Ethereum Foundation deploys AI agents to uncover security vulnerabilities

The Ethereum Foundation has deployed AI security agents that successfully identified real software bugs, enhancing cybersecurity before hackers can attack.

The Ethereum Foundation has deployed specialized AI agents to actively search its own infrastructure for vulnerabilities before attackers can exploit them. The Foundation’s Protocol Security team confirmed that the AI systems uncovered genuine software bugs, including a flaw affecting Ethereum’s networking layer that has already been patched.

This strategy marks a significant shift in cybersecurity practices. Instead of waiting for hackers to discover weaknesses, the Foundation has built coordinated swarms of AI agents that actively probe Ethereum’s software for vulnerabilities.

According to the researchers, the AI agents have already found real bugs across cryptographic software, protocol implementations, and smart contracts that support the Ethereum network. “We’ve been running coordinated AI agents against the kinds of systems the network depends on,” the researchers stated.

The project employs a cybersecurity practice known as red teaming. In this approach, organizations deliberately attempt to compromise their own systems using internal security researchers, while a separate team focuses on defending the network and addressing weaknesses. Traditionally, this process relied heavily on human experts manually reviewing extensive lines of code.

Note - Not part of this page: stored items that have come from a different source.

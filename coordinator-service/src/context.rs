use crate::config::TibbConfig;
use crate::error::{CoordinatorError, CoordinatorResult};
use crate::pool::ScoringPool;
use crate::repository::{
    DiagnosisRepository, InMemoryDiagnosisRepository, InMemoryPatientRepository,
    InMemoryRecommendationRepository, PatientRepository, RecommendationRepository,
};
use async_trait::async_trait;
use broadcast_fabric::BroadcastFabric;
use clinical_common::Tradition;
use feedback_analytics::{
    EffectivenessAnalyzer, FeedbackFilter, FeedbackRepository, InMemoryFeedbackRepository,
    RecommendationScopes, Scope, ScopeIndex,
};
use knowledge_store::KnowledgeStore;
use matching_engine::{MatchingEngine, SampleSizeLookup};
use recommendation_service::{
    EffectivenessSource, OutcomeArchive, PatientProfile, PredictionRanker,
    RecommendationComposer,
};
use std::collections::HashMap;
use std::sync::Arc;
use tracing::warn;
use uuid::Uuid;
use vision_analysis::FeatureExtractor;

/// Explicit dependency bundle for the coordinator
///
/// Everything the flows touch is injected here once at startup; there are
/// no module-level singletons anywhere in the engine.
#[derive(Clone)]
pub struct Context {
    pub config: TibbConfig,
    pub knowledge: Arc<KnowledgeStore>,
    pub extractor: Arc<FeatureExtractor>,
    pub engine: Arc<MatchingEngine>,
    pub composer: Arc<RecommendationComposer>,
    pub ranker: Arc<PredictionRanker>,
    pub analyzer: Arc<EffectivenessAnalyzer>,
    pub fabric: Arc<BroadcastFabric>,
    pub diagnoses: Arc<dyn DiagnosisRepository>,
    pub recommendations: Arc<dyn RecommendationRepository>,
    pub patients: Arc<dyn PatientRepository>,
    pub feedback: Arc<dyn FeedbackRepository>,
    pub scoring_pool: Arc<ScoringPool>,
}

impl Context {
    /// Fully in-memory context for development and tests
    pub fn in_memory(knowledge: KnowledgeStore, config: TibbConfig) -> CoordinatorResult<Self> {
        let knowledge = Arc::new(knowledge);
        let feedback: Arc<dyn FeedbackRepository> = Arc::new(InMemoryFeedbackRepository::new());
        let recommendations: Arc<dyn RecommendationRepository> =
            Arc::new(InMemoryRecommendationRepository::new());
        let patients: Arc<dyn PatientRepository> = Arc::new(InMemoryPatientRepository::new());
        let diagnoses: Arc<dyn DiagnosisRepository> = Arc::new(InMemoryDiagnosisRepository::new());

        let scope_index = Arc::new(RepoScopeIndex {
            recommendations: recommendations.clone(),
        });
        let analyzer = Arc::new(EffectivenessAnalyzer::new(
            feedback.clone(),
            scope_index,
            config.analyzer_config(),
        ));

        let extractor = Arc::new(
            FeatureExtractor::new(config.vision_config())
                .map_err(|e| CoordinatorError::Config(e.to_string()))?,
        );

        Ok(Self {
            fabric: Arc::new(BroadcastFabric::new(config.broadcast_config())),
            scoring_pool: Arc::new(ScoringPool::new(config.worker_pool_size)),
            engine: Arc::new(MatchingEngine::new()),
            composer: Arc::new(RecommendationComposer::new()),
            ranker: Arc::new(PredictionRanker::new()),
            config,
            knowledge,
            extractor,
            analyzer,
            diagnoses,
            recommendations,
            patients,
            feedback,
        })
    }

    /// Context over the Postgres repositories named by `database_url`
    pub async fn with_postgres(
        knowledge: KnowledgeStore,
        config: TibbConfig,
    ) -> CoordinatorResult<Self> {
        use crate::repository::postgres::{
            PostgresDiagnosisRepository, PostgresPatientRepository,
            PostgresRecommendationRepository,
        };
        use database_layer::{DatabasePool, PoolConfig};
        use feedback_analytics::PostgresFeedbackRepository;

        let url = config
            .database_url
            .clone()
            .ok_or_else(|| CoordinatorError::Config("database_url is required".to_string()))?;
        let pool = DatabasePool::new(&url, PoolConfig::default())
            .await
            .map_err(|e| CoordinatorError::Config(e.to_string()))?;

        let knowledge = Arc::new(knowledge);
        let feedback: Arc<dyn FeedbackRepository> =
            Arc::new(PostgresFeedbackRepository::new(pool.pool().clone()));
        let recommendations: Arc<dyn RecommendationRepository> =
            Arc::new(PostgresRecommendationRepository::new(pool.pool().clone()));
        let patients: Arc<dyn PatientRepository> =
            Arc::new(PostgresPatientRepository::new(pool.pool().clone()));
        let diagnoses: Arc<dyn DiagnosisRepository> =
            Arc::new(PostgresDiagnosisRepository::new(pool.pool().clone()));

        let scope_index = Arc::new(RepoScopeIndex {
            recommendations: recommendations.clone(),
        });
        let analyzer = Arc::new(EffectivenessAnalyzer::new(
            feedback.clone(),
            scope_index,
            config.analyzer_config(),
        ));

        let extractor = Arc::new(
            FeatureExtractor::new(config.vision_config())
                .map_err(|e| CoordinatorError::Config(e.to_string()))?,
        );

        Ok(Self {
            fabric: Arc::new(BroadcastFabric::new(config.broadcast_config())),
            scoring_pool: Arc::new(ScoringPool::new(config.worker_pool_size)),
            engine: Arc::new(MatchingEngine::new()),
            composer: Arc::new(RecommendationComposer::new()),
            ranker: Arc::new(PredictionRanker::new()),
            config,
            knowledge,
            extractor,
            analyzer,
            diagnoses,
            recommendations,
            patients,
            feedback,
        })
    }

    /// Swap the feature extractor (test doubles, custom providers)
    pub fn with_extractor(mut self, extractor: FeatureExtractor) -> Self {
        self.extractor = Arc::new(extractor);
        self
    }
}

// ============================================================================
// SEAM ADAPTERS
// ============================================================================

/// Scope index over the recommendation repository
pub struct RepoScopeIndex {
    pub recommendations: Arc<dyn RecommendationRepository>,
}

#[async_trait]
impl ScopeIndex for RepoScopeIndex {
    async fn recommendations_for_condition(&self, condition_id: &str) -> Vec<Uuid> {
        self.recommendations
            .referencing_condition(condition_id)
            .await
            .unwrap_or_else(|err| {
                warn!(condition_id = condition_id, error = %err, "condition scope lookup failed");
                Vec::new()
            })
    }

    async fn recommendations_containing_herb(&self, herb: &str) -> Vec<Uuid> {
        self.recommendations
            .containing_herb(herb)
            .await
            .unwrap_or_else(|err| {
                warn!(herb = herb, error = %err, "herb scope lookup failed");
                Vec::new()
            })
    }

    async fn scopes_of_recommendation(&self, recommendation_id: Uuid) -> RecommendationScopes {
        match self.recommendations.get(recommendation_id).await {
            Ok(Some(draft)) => RecommendationScopes {
                conditions: draft
                    .condition_ids()
                    .into_iter()
                    .map(str::to_string)
                    .collect(),
                herbs: draft.herbs().into_iter().map(str::to_string).collect(),
            },
            _ => RecommendationScopes::default(),
        }
    }
}

/// Effectiveness metrics for the ranker, backed by the analyzer
pub struct AnalyzerEffectiveness(pub Arc<EffectivenessAnalyzer>);

#[async_trait]
impl EffectivenessSource for AnalyzerEffectiveness {
    async fn effectiveness(&self, recommendation_id: Uuid) -> Option<(f64, f64)> {
        match self
            .0
            .snapshot(Scope::Recommendation, &recommendation_id.to_string())
            .await
        {
            Ok(Some(snapshot)) => Some((snapshot.score, snapshot.confidence)),
            Ok(None) => None,
            Err(err) => {
                warn!(recommendation_id = %recommendation_id, error = %err, "effectiveness lookup failed");
                None
            }
        }
    }
}

/// Tie-break sample sizes for the matching engine, read from the analyzer
/// cache only; matching never blocks on a recompute
pub struct AnalyzerSampleSizes(pub Arc<EffectivenessAnalyzer>);

impl SampleSizeLookup for AnalyzerSampleSizes {
    fn sample_size(&self, _tradition: Tradition, record_id: &str) -> Option<i64> {
        self.0.cached_sample_size(Scope::Condition, record_id)
    }
}

/// Prior patient outcomes assembled from the feedback log and profiles
pub struct FeedbackOutcomeArchive {
    pub feedback: Arc<dyn FeedbackRepository>,
    pub patients: Arc<dyn PatientRepository>,
}

#[async_trait]
impl OutcomeArchive for FeedbackOutcomeArchive {
    async fn outcomes(&self, recommendation_id: Uuid) -> Vec<(PatientProfile, bool)> {
        let events = match self
            .feedback
            .query(
                &FeedbackFilter::for_recommendations(vec![recommendation_id]),
                None,
            )
            .await
        {
            Ok(events) => events,
            Err(err) => {
                warn!(recommendation_id = %recommendation_id, error = %err, "outcome query failed");
                return Vec::new();
            }
        };

        // Latest event per patient decides the outcome; query is oldest-first
        let mut latest: HashMap<Uuid, bool> = HashMap::new();
        for event in events {
            latest.insert(event.patient_id, event.is_successful());
        }

        let mut outcomes = Vec::new();
        for (patient_id, successful) in latest {
            if let Ok(Some(profile)) = self.patients.profile(patient_id).await {
                outcomes.push((profile, successful));
            }
        }
        outcomes
    }
}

Modern AI agents can inspect vast codebases, generate potential attack paths, attempt exploits, and produce detailed vulnerability reports much faster than human analysts. One bug identified involved libp2p’s Gossipsub implementation, a vital part of Ethereum’s peer-to-peer networking layer used by consensus clients. This vulnerability allowed a remotely triggered panic within the software and has since been patched, publicly disclosed as CVE-2026-34219.

However, the most challenging aspect was not finding the bugs, but determining which findings represented real and exploitable vulnerabilities. The researchers noted, “The surprise was how little of the work went into finding them. And how much went into telling the real bugs from the ones that just looked real.” AI models can create highly convincing reports, even when incorrect.

Security teams must still eliminate duplicate reports, investigate false positives, and assess whether a potential vulnerability can be exploited in real-world conditions. Ethereum’s approach involves multiple specialized AI agents, each assigned distinct responsibilities. Some focus on reconnaissance, identifying possible attack surfaces, while others search for vulnerabilities or attempt to reproduce suspected failures.

Another group of agents fills investigative gaps, validating findings before they are reviewed by human experts. Researchers emphasized that every potential vulnerability must include reproducible evidence, stating that a claim is not accepted simply based on an AI model’s confidence. Each report requires self-contained proof demonstrating that the flaw can be reproduced.